■ **EXERCISE GOAL**: Show all lines from the records below in which the string "upstream" is present.
● ● ● ● ● ● ●
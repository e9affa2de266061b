//! Test fixtures for listing API testing.
//!
//! Provides a predefined doctor dataset for use in tests. Dataset order is
//! load-bearing: suggestion order and unsorted listing order both follow it.

use vaidya_engine::Directory;
use vaidya_model::Doctor;

/// Builds the shared five-doctor dataset used across the integration tests.
///
/// The set is small but deliberately uneven: two specialties overlap, two
/// doctors share an experience value, and video consultation is available
/// for three of the five.
pub fn sample_doctors() -> Vec<Doctor> {
    vec![
        Doctor::new("Dr. Asha Rao")
            .with_specialty("Cardiologist")
            .with_experience(13)
            .with_fee(500)
            .with_video_consult(true)
            .with_clinic("Heartline Clinic", "Chennai"),
        Doctor::new("Dr. Vikram Shetty")
            .with_specialty("Dermatologist")
            .with_experience(7)
            .with_fee(300)
            .with_clinic("SkinFirst", "Mumbai"),
        Doctor::new("Dr. Meena Iyer")
            .with_specialty("Cardiologist")
            .with_specialty("General Physician")
            .with_experience(21)
            .with_fee(800)
            .with_video_consult(true)
            .with_clinic("Iyer Care", "Bengaluru"),
        Doctor::new("Dr. Ashank Kulkarni")
            .with_specialty("Orthopaedic")
            .with_experience(9)
            .with_fee(400)
            .with_clinic("BoneWorks", "Pune"),
        Doctor::new("Dr. Farida Khan")
            .with_specialty("Dermatologist")
            .with_experience(13)
            .with_fee(250)
            .with_video_consult(true)
            .with_clinic("DermaPlus", "Delhi"),
    ]
}

/// Builds a directory over [`sample_doctors`].
pub fn sample_directory() -> Directory {
    Directory::new(sample_doctors())
}

/// Builds an empty directory, as produced when the startup fetch fails.
pub fn empty_directory() -> Directory {
    Directory::empty()
}
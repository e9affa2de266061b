//! Listing endpoint handler.
//!
//! Serves the filtered, sorted doctor listing. The query-string schema is
//! the same one a browser address bar carries, so any listing URL can be
//! bookmarked, shared, and reloaded to the identical view.

use axum::{Json, extract::State};
use tracing::debug;

use vaidya_engine::{FilterState, apply, query};

use crate::extractors::ListingQuery;
use crate::responses::ListingResponse;
use crate::state::AppState;

/// Handler for the listing endpoint.
///
/// # HTTP Request
///
/// `GET [base]/doctors?search&consultationMode&specialties&sortBy`
///
/// # Response
///
/// Always `200 OK`: an unreadable query string decodes to the default
/// listing rather than an error. The response's `self` link carries the
/// canonical re-encoding of whatever state was decoded.
pub async fn listing_handler(
    State(state): State<AppState>,
    ListingQuery(filter): ListingQuery,
) -> Json<ListingResponse> {
    debug!(
        search = %filter.search_term,
        mode = ?filter.consultation_mode,
        specialties = filter.specialties.len(),
        sort = ?filter.sort_by,
        "processing listing request"
    );

    let results: Vec<_> = apply(state.directory().doctors(), &filter)
        .into_iter()
        .cloned()
        .collect();
    let self_url = listing_url(state.base_url(), &filter);

    Json(ListingResponse::new(results, self_url))
}

/// Builds the canonical listing URL for a filter state.
fn listing_url(base_url: &str, filter: &FilterState) -> String {
    let query = query::encode(filter);
    if query.is_empty() {
        format!("{}/doctors", base_url)
    } else {
        format!("{}/doctors?{}", base_url, query)
    }
}

#[cfg(test)]
mod tests {
    use super::*;
    use vaidya_model::SortKey;

    #[test]
    fn test_listing_url_default_state_has_no_query() {
        let url = listing_url("http://localhost:8080", &FilterState::default());
        assert_eq!(url, "http://localhost:8080/doctors");
    }

    #[test]
    fn test_listing_url_re_encodes_canonically() {
        let filter = FilterState::new().with_search("asha").with_sort(SortKey::Fees);
        let url = listing_url("http://localhost:8080", &filter);
        assert_eq!(url, "http://localhost:8080/doctors?search=asha&sortBy=fees");
    }

    #[test]
    fn test_listing_url_decoded_query_round_trips() {
        // A messy client URL canonicalizes through decode + re-encode.
        let filter = query::decode("?sortBy=fees&bogus=1&search=rao");
        let url = listing_url("http://localhost:8080", &filter);
        assert_eq!(url, "http://localhost:8080/doctors?search=rao&sortBy=fees");
    }
}
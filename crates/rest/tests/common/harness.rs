//! Listing API test harness.
//!
//! Provides infrastructure for testing the listing API endpoints.

use axum_test::TestServer;
use serde_json::Value;

use vaidya_engine::Directory;
use vaidya_rest::{ServerConfig, create_app_with_config};

use super::fixtures;

/// Test harness for listing API testing.
///
/// Provides a configured test server over a fixed doctor directory.
///
/// # Example
///
/// ```rust,ignore
/// #[tokio::test]
/// async fn test_listing() {
///     let harness = ListingTestHarness::new();
///
///     let body = harness.get_json("/doctors?sortBy=fees").await;
///
///     assert_eq!(body["total"], 5);
/// }
/// ```
pub struct ListingTestHarness {
    /// The test server instance.
    pub server: TestServer,

    /// Server configuration.
    pub config: ServerConfig,
}

impl ListingTestHarness {
    /// Creates a test harness over the standard five-doctor dataset.
    pub fn new() -> Self {
        Self::with_directory(fixtures::sample_directory())
    }

    /// Creates a test harness over an empty directory, mimicking a failed
    /// startup fetch.
    pub fn empty() -> Self {
        Self::with_directory(fixtures::empty_directory())
    }

    /// Creates a test harness over the given directory.
    pub fn with_directory(directory: Directory) -> Self {
        let config = ServerConfig::for_testing();
        let app = create_app_with_config(directory, config.clone());
        let server = TestServer::new(app).expect("Failed to create test server");

        Self { server, config }
    }

    /// Creates a test harness with a custom configuration.
    pub fn with_config(directory: Directory, config: ServerConfig) -> Self {
        let app = create_app_with_config(directory, config.clone());
        let server = TestServer::new(app).expect("Failed to create test server");

        Self { server, config }
    }

    /// Makes a GET request.
    pub async fn get(&self, path: &str) -> axum_test::TestResponse {
        self.server.get(path).await
    }

    /// Makes a GET request and decodes the JSON body.
    pub async fn get_json(&self, path: &str) -> Value {
        let response = self.get(path).await;
        response.assert_status_ok();
        response.json()
    }

    /// Makes a GET request and returns the listed doctor names in order.
    pub async fn get_names(&self, path: &str) -> Vec<String> {
        let body = self.get_json(path).await;
        body["doctors"]
            .as_array()
            .expect("listing body carries a doctors array")
            .iter()
            .map(|d| d["name"].as_str().expect("doctor has a name").to_string())
            .collect()
    }

    /// Returns the `self` link from a listing body.
    pub fn self_link(body: &Value) -> &str {
        body["link"]
            .as_array()
            .expect("listing body carries a link array")
            .iter()
            .find(|l| l["relation"] == "self")
            .and_then(|l| l["url"].as_str())
            .expect("listing body carries a self link")
    }
}

impl Default for ListingTestHarness {
    fn default() -> Self {
        Self::new()
    }
}
//! Integration tests for the service-level endpoints.
//!
//! Tests everything around the listing itself:
//! - Health, liveness and readiness probes
//! - Degraded operation over an empty directory
//! - CORS configuration
//! - Unknown routes

mod common;

use axum::http::header::ORIGIN;
use axum::http::{HeaderValue, StatusCode};

use common::fixtures;
use common::harness::ListingTestHarness;
use vaidya_rest::ServerConfig;

// =============================================================================
// Health Probes
// =============================================================================

mod health_probes {
    use super::*;

    #[tokio::test]
    async fn test_health_reports_loaded_doctor_count() {
        let harness = ListingTestHarness::new();

        let body = harness.get_json("/health").await;

        assert_eq!(body["status"], "healthy");
        assert_eq!(body["doctors"], 5);
        assert!(body["timestamp"].is_string());
    }

    #[tokio::test]
    async fn test_health_stays_healthy_over_an_empty_directory() {
        let harness = ListingTestHarness::empty();

        let body = harness.get_json("/health").await;

        assert_eq!(body["status"], "healthy");
        assert_eq!(body["doctors"], 0);
        assert!(body["loaded_at"].is_null());
    }

    #[tokio::test]
    async fn test_liveness_answers_ok() {
        let harness = ListingTestHarness::new();

        let response = harness.get("/_liveness").await;

        response.assert_status_ok();
    }

    #[tokio::test]
    async fn test_readiness_distinguishes_loaded_from_empty() {
        let loaded = ListingTestHarness::new();
        let empty = ListingTestHarness::empty();

        let loaded_body = loaded.get_json("/_readiness").await;
        let empty_body = empty.get_json("/_readiness").await;

        assert_eq!(loaded_body["status"], "ready");
        assert_eq!(loaded_body["checks"]["directory"], "loaded");
        assert_eq!(empty_body["status"], "ready");
        assert_eq!(empty_body["checks"]["directory"], "empty");
    }
}

// =============================================================================
// Degraded Operation
// =============================================================================

mod degraded_operation {
    use super::*;

    #[tokio::test]
    async fn test_empty_directory_serves_empty_listings_not_errors() {
        let harness = ListingTestHarness::empty();

        let body = harness.get_json("/doctors?search=rao&sortBy=fees").await;

        assert_eq!(body["total"], 0);
        assert_eq!(body["doctors"], serde_json::json!([]));
        assert_eq!(
            ListingTestHarness::self_link(&body),
            "http://localhost:8080/doctors?search=rao&sortBy=fees"
        );
    }

    #[tokio::test]
    async fn test_empty_directory_has_no_specialties_or_suggestions() {
        let harness = ListingTestHarness::empty();

        let specialties = harness.get_json("/specialties").await;
        let suggestions = harness.get_json("/doctors/_suggest?q=a").await;

        assert_eq!(specialties["total"], 0);
        assert_eq!(suggestions["total"], 0);
    }
}

// =============================================================================
// CORS
// =============================================================================

mod cors {
    use super::*;

    #[tokio::test]
    async fn test_cors_headers_present_when_enabled() {
        let config = ServerConfig {
            enable_cors: true,
            ..ServerConfig::for_testing()
        };
        let harness = ListingTestHarness::with_config(fixtures::sample_directory(), config);

        let response = harness
            .server
            .get("/doctors")
            .add_header(ORIGIN, HeaderValue::from_static("http://listing.example.com"))
            .await;

        response.assert_status_ok();
        let allow_origin = response
            .headers()
            .get("access-control-allow-origin")
            .expect("CORS response carries allow-origin");
        assert_eq!(allow_origin, "*");
    }

    #[tokio::test]
    async fn test_cors_headers_absent_when_disabled() {
        let harness = ListingTestHarness::new();

        let response = harness
            .server
            .get("/doctors")
            .add_header(ORIGIN, HeaderValue::from_static("http://listing.example.com"))
            .await;

        response.assert_status_ok();
        assert!(
            response
                .headers()
                .get("access-control-allow-origin")
                .is_none()
        );
    }
}

// =============================================================================
// Unknown Routes
// =============================================================================

mod unknown_routes {
    use super::*;

    #[tokio::test]
    async fn test_unknown_path_answers_not_found() {
        let harness = ListingTestHarness::new();

        let response = harness.get("/patients").await;

        response.assert_status(StatusCode::NOT_FOUND);
    }

    #[tokio::test]
    async fn test_post_to_listing_is_not_allowed() {
        let harness = ListingTestHarness::new();

        let response = harness.server.post("/doctors").await;

        response.assert_status(StatusCode::METHOD_NOT_ALLOWED);
    }
}
//! Suggestion response envelope.

use serde::{Deserialize, Serialize};

/// The suggestion endpoint's response body.
///
/// Suggestions are doctor names, at most
/// [`vaidya_engine::MAX_SUGGESTIONS`] of them, in dataset order.
#[derive(Debug, Clone, Serialize, Deserialize)]
pub struct SuggestResponse {
    /// Number of suggestions returned.
    pub total: usize,

    /// Matching doctor names.
    pub suggestions: Vec<String>,
}

impl SuggestResponse {
    /// Builds a response from the matched names.
    pub fn new(suggestions: Vec<String>) -> Self {
        Self {
            total: suggestions.len(),
            suggestions,
        }
    }
}

#[cfg(test)]
mod tests {
    use super::*;

    #[test]
    fn test_totals_match() {
        let response = SuggestResponse::new(vec!["Dr. Asha Rao".to_string()]);
        assert_eq!(response.total, 1);

        let empty = SuggestResponse::new(Vec::new());
        assert_eq!(empty.total, 0);
        assert!(empty.suggestions.is_empty());
    }
}
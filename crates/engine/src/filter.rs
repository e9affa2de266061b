//! Committed filter state and the listing pipeline.
//!
//! [`apply`] runs the four pipeline steps in a fixed order: name search,
//! consultation mode, specialty selection, then sort. Each step is skipped
//! when its parameter is unset, and both sorts are stable, so an all-default
//! state returns the dataset in upstream order.

use serde::{Deserialize, Serialize};

use vaidya_model::{ConsultationMode, Doctor, SortKey};

/// The committed listing parameters.
///
/// This is exactly the state that round-trips through the URL query string:
/// the committed search term (not the keystroke-level draft), the
/// consultation mode, the specialty selection, and the sort key. The
/// default value means "no filtering, upstream order".
#[derive(Debug, Clone, Default, PartialEq, Eq, Serialize, Deserialize)]
pub struct FilterState {
    /// Committed name search term. Empty means no search filtering.
    pub search_term: String,

    /// Consultation mode filter. `None` means not selected.
    pub consultation_mode: Option<ConsultationMode>,

    /// Selected specialties in toggle order. Empty means no specialty
    /// filtering. Matching is OR across the selection.
    pub specialties: Vec<String>,

    /// Sort key. `None` preserves the order the filter steps produced.
    pub sort_by: Option<SortKey>,
}

impl FilterState {
    /// Creates the all-default state.
    pub fn new() -> Self {
        Self::default()
    }

    /// Sets the committed search term.
    pub fn with_search(mut self, term: impl Into<String>) -> Self {
        self.search_term = term.into();
        self
    }

    /// Sets the consultation mode.
    pub fn with_mode(mut self, mode: ConsultationMode) -> Self {
        self.consultation_mode = Some(mode);
        self
    }

    /// Adds a specialty to the selection.
    pub fn with_specialty(mut self, specialty: impl Into<String>) -> Self {
        self.specialties.push(specialty.into());
        self
    }

    /// Sets the sort key.
    pub fn with_sort(mut self, sort: SortKey) -> Self {
        self.sort_by = Some(sort);
        self
    }

    /// Adds the specialty if absent, removes every occurrence if present.
    pub fn toggle_specialty(&mut self, specialty: &str) {
        if self.specialties.iter().any(|s| s == specialty) {
            self.specialties.retain(|s| s != specialty);
        } else {
            self.specialties.push(specialty.to_string());
        }
    }

    /// Returns true if no parameter differs from its default.
    pub fn is_default(&self) -> bool {
        self.search_term.is_empty()
            && self.consultation_mode.is_none()
            && self.specialties.is_empty()
            && self.sort_by.is_none()
    }
}

/// Runs the listing pipeline over the dataset.
///
/// Filtering never reorders: records keep their upstream relative order
/// through the filter steps, and the sorts are stable, so records with
/// equal keys also keep it. Calling this twice with the same inputs yields
/// the identical ordered output.
pub fn apply<'a>(doctors: &'a [Doctor], state: &FilterState) -> Vec<&'a Doctor> {
    let mut results: Vec<&Doctor> = doctors.iter().collect();

    if !state.search_term.is_empty() {
        results.retain(|d| d.name_contains(&state.search_term));
    }

    // In-clinic narrows nothing: every doctor consults in clinic, so only
    // the video filter excludes records.
    if state.consultation_mode == Some(ConsultationMode::VideoConsult) {
        results.retain(|d| d.video_consult_available);
    }

    if !state.specialties.is_empty() {
        results.retain(|d| d.has_any_specialty(&state.specialties));
    }

    match state.sort_by {
        Some(SortKey::Fees) => results.sort_by_key(|d| d.consultation_fee),
        Some(SortKey::Experience) => {
            results.sort_by(|a, b| b.years_of_experience.cmp(&a.years_of_experience))
        }
        None => {}
    }

    results
}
● ● ● ● ● ● ●
■ **ANSWER FOR THE TASK**:
//! state returns the dataset in upstream order.
/// default value means "no filtering, upstream order".
/// Filtering never reorders: records keep their upstream relative order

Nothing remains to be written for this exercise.